**EXERCISE PROMPT**
Say how many lines in the records contain "that". The reply must consist of the number alone.

**THE DATA**
-.-.-

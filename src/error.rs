use thiserror::Error;

use crate::parsing::FromStrError;

/// Everything that can go wrong while building or operating on a
/// [`Hypernum`](crate::Hypernum).
///
/// Undefined arithmetic (division by zero, `Inf - Inf`, ...) is not an error:
/// it yields [`Hypernum::NAN`](crate::Hypernum::NAN) so long expressions
/// degrade instead of aborting.
#[derive(Debug, Clone, PartialEq, Error)]
pub enum HypernumError {
    /// Text did not match the number grammar.
    #[error("invalid number format: {0}")]
    Format(#[from] FromStrError),
    /// A malformed raw triple, or a tower shift below zero.
    #[error("invalid argument: {0}")]
    InvalidArgument(String),
    #[error("unsupported operation: {0}")]
    UnsupportedOperation(&'static str),
    /// The iteration count is beyond what a float can count down exactly.
    #[error("{0} too big")]
    PowerTooLarge(&'static str),
    #[error("Lambert W iteration failed to converge for z = {z}")]
    ConvergenceFailure { z: f64 },
}
//! Plain `f64` helpers shared by normalization and the logarithmic regimes.

/// `10^n` as a float. Uses `powf` so exact powers of ten round correctly.
#[inline]
pub(crate) fn pow10(n: f64) -> f64 {
    10f64.powf(n)
}

/// Returns `x * 10^n` without overflowing the scale factor for `|n| > 300`,
/// which matters for subnormal inputs.
pub(crate) fn scale10(x: f64, n: i64) -> f64 {
    if n.unsigned_abs() <= 300 {
        return x * pow10(n as f64);
    }
    let half = n / 2;
    x * pow10(half as f64) * pow10((n - half) as f64)
}

/// Splits a finite, positive float into `(mantissa, exponent)` with the
/// mantissa in `[1, 10)`.
pub(crate) fn split_decimal(x: f64) -> (f64, i64) {
    debug_assert!(x.is_finite() && x > 0.0);
    let mut digits = x.log10().floor() as i64;
    let mut mantissa = scale10(x, -digits);
    // log10 can land one ulp on the wrong side of an integer.
    if mantissa >= 10.0 {
        digits += 1;
        mantissa = scale10(x, -digits);
    } else if mantissa < 1.0 {
        digits -= 1;
        mantissa = scale10(x, -digits);
    }
    (mantissa, digits)
}

/// Log of sum of antilogs: `log10(10^la + 10^lb)` for `la >= lb`.
#[inline]
pub(crate) fn addlog(la: f64, lb: f64) -> f64 {
    la + (1.0 + pow10(lb - la)).log10()
}

/// Log of difference of antilogs: `log10(10^la - 10^lb)` for `la > lb`.
#[inline]
pub(crate) fn sublog(la: f64, lb: f64) -> f64 {
    la + (1.0 - pow10(lb - la)).log10()
}
#[cfg(feature = "serde")]
#[test]
fn test_serde() {
    let json = serde_json::to_string(&Hypernum::from(5)).unwrap();
    assert_eq!(json, r#"{"pt":0,"mantissa":5.0,"exp":0}"#);
    assert_eq!(serde_json::from_str::<Hypernum>(&json).unwrap(), Hypernum::from(5));

    let tower = Hypernum::from_parts(2, 5.0, 2);
    let json = serde_json::to_string(&tower).unwrap();
    assert_eq!(serde_json::from_str::<Hypernum>(&json).unwrap(), tower);

    assert!(serde_json::from_str::<Hypernum>(r#"{"pt":0,"mantissa":5.0}"#).is_err());
    assert!(serde_json::from_str::<Hypernum>(r#"{"pt":-2,"mantissa":5.0,"exp":0}"#).is_err());
    assert_eq!(
        serde_json::from_str::<Hypernum>(r#"{"pt":0,"mantissa":250.0,"exp":0}"#).unwrap(),
        Hypernum::from(250)
    );

    let config: DisplayConfig = serde_json::from_str(r#"{"str_pt_limit":4}"#).unwrap();
    assert_eq!(config, DisplayConfig { str_pt_limit: 4, ..DisplayConfig::default() });
}
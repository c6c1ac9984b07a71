//! Topological sort into run order (spec §4.3), grounded on
//! `ModelBuilder::sortIntoRunOrder`: operations become runnable once every
//! input operand that is itself operation-produced has been produced, and
//! ties are broken by original declaration order so the result is
//! deterministic.

use petgraph::algo::toposort;
use petgraph::graph::{DiGraph, NodeIndex};

use super::Model;
use crate::error::{Error, Result};
use crate::operand::Lifetime;

/// Reorder `model.operations` in place into a valid run order: every
/// operation appears after all operations that produce its inputs.
pub(super) fn sort_into_run_order(model: &mut Model) -> Result<()> {
    let op_count = model.operations.len();
    let mut producer = vec![None; model.operands.len()];
    for (op_idx, operation) in model.operations.iter().enumerate() {
        for &out in &operation.outputs {
            producer[out as usize] = Some(op_idx);
        }
    }

    let mut graph = DiGraph::<usize, ()>::with_capacity(op_count, op_count);
    let nodes: Vec<NodeIndex> = (0..op_count).map(|i| graph.add_node(i)).collect();
    for (op_idx, operation) in model.operations.iter().enumerate() {
        for &input in &operation.inputs {
            if let Some(producer_idx) = producer[input as usize] {
                if producer_idx != op_idx {
                    graph.add_edge(nodes[producer_idx], nodes[op_idx], ());
                }
            } else if model.operands[input as usize].lifetime == Lifetime::TemporaryVariable {
                return Err(Error::bad_data(format!(
                    "operand {input} is read before any operation produces it"
                )));
            }
        }
    }

    let order = toposort(&graph, None).map_err(|cycle| {
        Error::bad_data(format!(
            "model graph has a cycle at operation {}",
            graph[cycle.node_id()]
        ))
    })?;

    let sorted: Vec<_> = order
        .into_iter()
        .map(|node| model.operations[graph[node]].clone())
        .collect();
    model.operations = sorted;
    Ok(())
}
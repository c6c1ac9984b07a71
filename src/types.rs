//! Operand Table & Type System (spec §4.B): the type algebra used
//! pervasively by the builder, planner, and executor.

use serde::{Deserialize, Serialize};

/// An operand's element type. Tensor variants carry a shape; scalar
/// variants do not (spec §3).
#[derive(Clone, Copy, Debug, PartialEq, Eq, Hash, Serialize, Deserialize)]
pub enum ElementType {
    F32,
    I32,
    U32,
    TensorF32,
    TensorI32,
    TensorQuant8Asymm,
    /// OEM-defined element type, identified by vendor code.
    Oem(u32),
}

impl ElementType {
    /// True for types that carry a shape (as opposed to bare scalars).
    pub fn is_tensor(self) -> bool {
        matches!(
            self,
            ElementType::TensorF32 | ElementType::TensorI32 | ElementType::TensorQuant8Asymm
        )
    }

    /// Bytes per element (spec §4.B): 1 for quant8, 4 for everything else
    /// this runtime knows about. OEM types are assumed 4-byte until a
    /// driver's capability advertisement says otherwise.
    pub fn bytes_per_element(self) -> u32 {
        match self {
            ElementType::TensorQuant8Asymm => 1,
            _ => 4,
        }
    }
}

/// Quantization parameters for `TensorQuant8Asymm` operands (spec §3):
/// `real = (stored - zero_point) * scale`.
#[derive(Clone, Copy, Debug, PartialEq, Serialize, Deserialize)]
pub struct QuantParams {
    pub scale: f32,
    pub zero_point: i32,
}

impl QuantParams {
    pub fn new(scale: f32, zero_point: i32) -> Self {
        Self { scale, zero_point }
    }

    pub fn dequantize(&self, stored: u8) -> f32 {
        (stored as i32 - self.zero_point) as f32 * self.scale
    }

    pub fn quantize(&self, real: f32) -> u8 {
        let v = (real / self.scale).round() as i32 + self.zero_point;
        v.clamp(0, 255) as u8
    }
}

/// A tensor/scalar shape: an ordered sequence of dimension sizes. A zero
/// dimension is a wildcard permitted only before finalization (spec §3).
#[derive(Clone, Debug, PartialEq, Eq, Serialize, Deserialize, Default)]
pub struct Shape(pub Vec<u32>);

impl Shape {
    pub fn new(dims: impl Into<Vec<u32>>) -> Self {
        Self(dims.into())
    }

    pub fn scalar() -> Self {
        Self(Vec::new())
    }

    pub fn rank(&self) -> usize {
        self.0.len()
    }

    pub fn dims(&self) -> &[u32] {
        &self.0
    }

    /// Product of dimensions; 1 for a rank-0 scalar (spec §4.B).
    pub fn element_count(&self) -> u64 {
        self.0.iter().map(|&d| d as u64).product()
    }

    /// True if any dimension is an unresolved wildcard.
    pub fn has_wildcard(&self) -> bool {
        self.0.contains(&0)
    }

    /// same-shape (spec §4.B): equal rank and pointwise-equal dimensions.
    /// Element type equality is checked by the caller, which has access
    /// to both operands' `ElementType`.
    pub fn same_shape(&self, other: &Shape) -> bool {
        self.0 == other.0
    }
}

/// `byte_size` (spec §4.B): `element_count * bytes_per_element(type)`.
pub fn byte_size(ty: ElementType, shape: &Shape) -> u64 {
    shape.element_count() * ty.bytes_per_element() as u64
}

/// Alignment helper (spec §4.B): pad bytes so a region of `length` starts
/// on a 1/2/4-byte boundary chosen by `length < 2 / < 4 / >= 4`, given the
/// current running `offset`.
pub fn align_bytes_needed(offset: u32, length: u64) -> u32 {
    let pattern: u32 = if length < 2 {
        0
    } else if length < 4 {
        1
    } else {
        3
    };
    (!(offset.wrapping_sub(1))) & pattern
}
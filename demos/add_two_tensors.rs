//! Builds the smallest possible graph — one ADD over two length-4 float
//! vectors — binds concrete buffers, and runs it on the built-in CPU
//! executor.

use tensorplan::diag::Diagnostics;
use tensorplan::executor::CpuExecutor;
use tensorplan::request::Request;
use tensorplan::types::{ElementType, Shape};
use tensorplan::{ModelBuilder, OpKind};

fn main() {
    let mut builder = ModelBuilder::new();
    let a = builder.add_operand(ElementType::TensorF32, Shape::new(vec![4])).unwrap();
    let b = builder.add_operand(ElementType::TensorF32, Shape::new(vec![4])).unwrap();
    let sum = builder.add_operand(ElementType::TensorF32, Shape::new(vec![4])).unwrap();
    builder.add_operation(OpKind::Add, vec![a, b], vec![sum]).unwrap();
    builder.identify_inputs_and_outputs(vec![a, b], vec![sum]).unwrap();
    let model = builder.finish().unwrap();

    let mut request = Request::new(&model);
    request.set_input(0, bytemuck::cast_slice(&[1.0f32, 2.0, 3.0, 4.0]).to_vec()).unwrap();
    request.set_input(1, bytemuck::cast_slice(&[10.0f32, 20.0, 30.0, 40.0]).to_vec()).unwrap();
    request.set_output(0, vec![0u8; 16]).unwrap();
    request.start_compute().expect("request validation failed");

    let mut diagnostics = Diagnostics::default();
    CpuExecutor::run(&model, &mut request, &mut diagnostics).expect("execution failed");

    let result: &[f32] = bytemuck::cast_slice(request.output_bytes_mut(0).unwrap());
    println!("sum = {result:?}");
    println!("{}", diagnostics.render());
}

-.-.-

**TASK ANSWER**
4